There you have it. So many liberals in the discourse keep trying to appeal to the Evangelical right, meet ’em at their own logical terrain, address their deep, genuine, cemented, firmly held faith. Yeah, right! Access to safe abortion is an elemental democratic right for all people who biologically can bear children. It is not a faith issue but a political one; it is one form of expression of the class antagonism undegirding capitalism. After all, why are they sponsoring and campaigning for this backward legislation, and all the energy and money that entails? Why don’t they just pray?

Next, to switch gears from politics to philosophy, is Engels in his 1880 SOCIALISM: UTOPIAN AND SCIENTIFIC.

In the second part on dialectics, he actually uses the “when is abortion murder” question—in fact he demolishes it through correct dialectical reasoning.
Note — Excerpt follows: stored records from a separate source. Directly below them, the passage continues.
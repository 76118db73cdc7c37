//! Parsing of CLI input documents: source records for `detail`/`show`
//! and lookup outcomes for `batch`.

use serde::de::DeserializeOwned;
use serde::Deserialize;

use crate::errors::{Result, SecretViewError};
use crate::model::{SanitizedSecret, Secret, SecretSeries, SecretSeriesAndContent};
use crate::response::{BatchSecretContents, SecretDetailBuilder};

/// Which internal shape a source document holds.
#[derive(Debug, Clone, Copy, PartialEq, Eq)]
pub enum SourceShape {
    Series,
    SeriesAndContent,
    Secret,
    Sanitized,
}

impl SourceShape {
    /// Parse a `--from` value.
    pub fn parse(name: &str) -> Result<Self> {
        match name.to_lowercase().as_str() {
            "series" => Ok(Self::Series),
            "series-and-content" | "pair" => Ok(Self::SeriesAndContent),
            "secret" => Ok(Self::Secret),
            "sanitized" => Ok(Self::Sanitized),
            other => Err(SecretViewError::CommandFailed(format!(
                "unknown source shape '{other}' (supported: series, series-and-content, secret, sanitized)"
            ))),
        }
    }
}

/// A source document mapped onto a fresh builder.
pub struct Projection {
    pub builder: SecretDetailBuilder,
    /// Payload carried by the source, only ever set for full secrets.
    pub payload: Option<String>,
}

/// Parse `json` as the given shape and stage it on a new builder.
pub fn project(shape: SourceShape, json: &str) -> Result<Projection> {
    let builder = crate::response::SecretDetail::builder();

    let projection = match shape {
        SourceShape::Series => Projection {
            builder: builder.series(&parse::<SecretSeries>(json, "series")?),
            payload: None,
        },
        SourceShape::SeriesAndContent => Projection {
            builder: builder.series_and_content(&parse::<SecretSeriesAndContent>(
                json,
                "series-and-content",
            )?),
            payload: None,
        },
        SourceShape::Secret => {
            let secret = parse::<Secret>(json, "secret")?;
            Projection {
                builder: builder.secret(&secret),
                payload: Some(secret.content),
            }
        }
        SourceShape::Sanitized => Projection {
            builder: builder.sanitized_secret(&parse::<SanitizedSecret>(json, "sanitized")?),
            payload: None,
        },
    };

    Ok(projection)
}

fn parse<T: DeserializeOwned>(json: &str, shape: &str) -> Result<T> {
    serde_json::from_str(json)
        .map_err(|e| SecretViewError::Schema(format!("not a valid {shape} record: {e}")))
}

// ---------------------------------------------------------------------------
// Batch input
// ---------------------------------------------------------------------------

/// One lookup outcome in a `batch` input document.
#[derive(Debug, Deserialize)]
#[serde(untagged)]
pub enum LookupEntry {
    /// A full secret whose payload is decoded into the success map.
    Resolved { secret: Secret },
    Failed { name: String, error: String },
    Found { name: String, content: String },
}

/// Fold lookup outcomes, in order, into a batch response.
///
/// A full secret whose payload cannot be decoded is recorded as an error
/// for its name; it does not abort the batch.
pub fn fold_batch(entries: Vec<LookupEntry>) -> BatchSecretContents {
    entries
        .into_iter()
        .fold(BatchSecretContents::builder(), |batch, entry| match entry {
            LookupEntry::Resolved { secret } => {
                let outcome = secret.decoded_content().map_err(|e| e.to_string());
                batch.record(secret.name, outcome)
            }
            LookupEntry::Failed { name, error } => batch.add_error(name, error),
            LookupEntry::Found { name, content } => batch.add_success(name, content),
        })
        .build()
}

/// Parse a JSON array of lookup outcomes.
pub fn parse_batch(json: &str) -> Result<Vec<LookupEntry>> {
    serde_json::from_str(json)
        .map_err(|e| SecretViewError::Schema(format!("not a list of lookup outcomes: {e}")))
}
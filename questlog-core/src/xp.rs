//! XP calculation and level progression.
//!
//! Everything here is a pure function of its arguments. Levels follow a
//! quadratic curve: level `L` begins at `(L - 1)^2 * 100` XP, so level 2
//! starts at 100, level 3 at 400, level 5 at 1600 and level 10 at 8100.

use serde::{Deserialize, Serialize};

use crate::types::{Priority, ProjectFacts, ProjectStatus};

/// Reward table for task completion, by priority.
#[derive(Debug, Clone, Copy, PartialEq, Eq)]
pub struct TaskRewards {
    pub low: u32,
    pub medium: u32,
    pub high: u32,
}

/// Reward table for projects.
#[derive(Debug, Clone, Copy, PartialEq, Eq)]
pub struct ProjectRewards {
    pub base: u32,
    pub completion_bonus: u32,
}

/// Reward table for research ideas.
#[derive(Debug, Clone, Copy, PartialEq, Eq)]
pub struct ResearchRewards {
    pub created: u32,
}

/// Reward table for daily streak upkeep.
#[derive(Debug, Clone, Copy, PartialEq, Eq)]
pub struct StreakRewards {
    pub daily: u32,
    pub weekly_bonus: u32,
}

/// All XP reward constants.
#[derive(Debug, Clone, Copy, PartialEq, Eq)]
pub struct XpRewards {
    pub task: TaskRewards,
    pub project: ProjectRewards,
    pub research: ResearchRewards,
    pub streak: StreakRewards,
}

pub const XP_REWARDS: XpRewards = XpRewards {
    task: TaskRewards {
        low: 10,
        medium: 20,
        high: 30,
    },
    project: ProjectRewards {
        base: 100,
        completion_bonus: 50,
    },
    research: ResearchRewards { created: 5 },
    streak: StreakRewards {
        daily: 5,
        weekly_bonus: 25,
    },
};

/// XP awarded per level band.
const XP_PER_LEVEL_UNIT: i64 = 100;

/// Highest level an `i64` XP total can reach: `calculate_level(i64::MAX)`.
///
/// Level arguments above this are treated as `MAX_LEVEL`.
pub const MAX_LEVEL: u32 = 303_700_050;

/// Streak length that earns the weekly bonus (and every multiple of it).
const WEEK_DAYS: u32 = 7;

/// XP for completing a task of the given priority.
#[must_use]
pub const fn calculate_task_xp(priority: Priority) -> u32 {
    match priority {
        Priority::Low => XP_REWARDS.task.low,
        Priority::Medium => XP_REWARDS.task.medium,
        Priority::High => XP_REWARDS.task.high,
    }
}

/// XP for a project: the custom (or default) reward, plus the completion
/// bonus once the project is completed.
///
/// A reward of zero is treated like a missing one.
#[must_use]
pub fn calculate_project_xp(project: &ProjectFacts) -> u32 {
    let base = project
        .xp_reward
        .filter(|reward| *reward > 0)
        .unwrap_or(XP_REWARDS.project.base);

    if project.status == ProjectStatus::Completed {
        base.saturating_add(XP_REWARDS.project.completion_bonus)
    } else {
        base
    }
}

/// Level reached with `total_xp`: `floor(sqrt(total_xp / 100)) + 1`.
///
/// Negative totals clamp to level 1.
#[must_use]
pub fn calculate_level(total_xp: i64) -> u32 {
    if total_xp < 0 {
        return 1;
    }
    // floor(sqrt(x / 100)) == isqrt(floor(x / 100)) for non-negative x
    let root = (total_xp / XP_PER_LEVEL_UNIT).isqrt();
    u32::try_from(root).unwrap_or(u32::MAX - 1) + 1
}

/// Total XP at which `level` begins.
///
/// `level` is clamped to [`MAX_LEVEL`], so the result always fits an `i64`.
#[must_use]
pub fn xp_for_level(level: u32) -> i64 {
    if level <= 1 {
        return 0;
    }
    let steps = i64::from(level.min(MAX_LEVEL) - 1);
    steps * steps * XP_PER_LEVEL_UNIT
}

/// Total XP at which the level after `current_level` begins.
///
/// From [`MAX_LEVEL`] on there is no next level; the band ends at `i64::MAX`.
#[must_use]
pub fn xp_for_next_level(current_level: u32) -> i64 {
    if current_level >= MAX_LEVEL {
        return i64::MAX;
    }
    xp_for_level(current_level + 1)
}

/// Progress within the current level band.
#[derive(Debug, Clone, Copy, PartialEq, Serialize, Deserialize)]
pub struct LevelProgress {
    /// XP earned since the current level began.
    pub current: i64,
    /// XP width of the current level band.
    pub required: i64,
    /// `current / required * 100`, not clamped.
    pub percentage: f64,
}

/// Progress from `current_level` towards the next one.
///
/// The percentage is deliberately left unclamped: a `current_level` that
/// lags behind `total_xp` reports more than 100. Level 0 is read as level 1
/// and levels past [`MAX_LEVEL`] as `MAX_LEVEL`.
#[must_use]
pub fn progress_to_next_level(total_xp: i64, current_level: u32) -> LevelProgress {
    let level = current_level.clamp(1, MAX_LEVEL);
    let level_start = xp_for_level(level);
    let next_start = xp_for_next_level(level);

    let current = total_xp.saturating_sub(level_start);
    let required = next_start - level_start;

    LevelProgress {
        current,
        required,
        percentage: current as f64 / required as f64 * 100.0,
    }
}

/// XP for keeping the streak alive on its `streak_days`-th day.
///
/// Every seventh day earns the weekly bonus on top of the daily reward.
#[must_use]
pub const fn calculate_streak_xp(streak_days: u32) -> u32 {
    let mut xp = XP_REWARDS.streak.daily;
    if streak_days > 0 && streak_days % WEEK_DAYS == 0 {
        xp += XP_REWARDS.streak.weekly_bonus;
    }
    xp
}

/// Level for a persisted (unsigned) XP total.
#[must_use]
pub fn level_for_total(total_xp: u64) -> u32 {
    calculate_level(i64::try_from(total_xp).unwrap_or(i64::MAX))
}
For everyday purposes, we know and can say, e.g., whether an animal is alive or not. But, upon closer inquiry, we find that his is, in many cases, a very complex question, as the jurists know very well. They have cudgelled their brains in vain to discover a rational limit beyond which the killing of the child in its mother’s womb is murder. It is just as impossible to determine absolutely the moment of death, for physiology proves that death is not an instantaneous, momentary phenomenon, but a very protracted process.

At what point is abortion murder? The question is a metaphysical non-starter, presupposing life and death as immutable categories, and that death is a switch of one to the other. In fact, death is a process. All of reality is a process, and an assumption that death can be determined at an exact point is a failure to appreciate the fundamental dynamism of the world.

Why reflect on 19th and 20th century communist texts when it comes to abortion struggles in the 21st century US? Because even though capitalism did not invent patriarchy, the former, as an economic system in which commodity production completely dominates, is the ultimate basis for the oppression and exploitation of women. The fundamental contradiction of the capitalist formation is the social character of labor and the private character of its appropriation (through private property and free market competition). The relations of prior human epochs and small-scale commodity exchange are taken up and reinforced by capitalism: the nuclear family and its entrapment of women as domestic servants, homo- and transphobia as weapons against sexual non-conformity.

With the abortion question, the backward social relations of capitalism are blinding. Criminalizing abortion is an attack on democratic rights, an exacerbation of public health when private services are prohibitively expensive, an expansion of racist police terrorism, and a bid to further disenfranchisement via incarceration. Such measures are yet another symptom of the bourgeoisie’s rabid authoritarianism due to the ongoing crisis in capitalism.

Religion? Morality and ethics? Bourgeois smoke screens. The instruments for understanding the issue are the same for addressing it: science and class struggle. We need science to understand the world, and to gain science we must practically act upon it.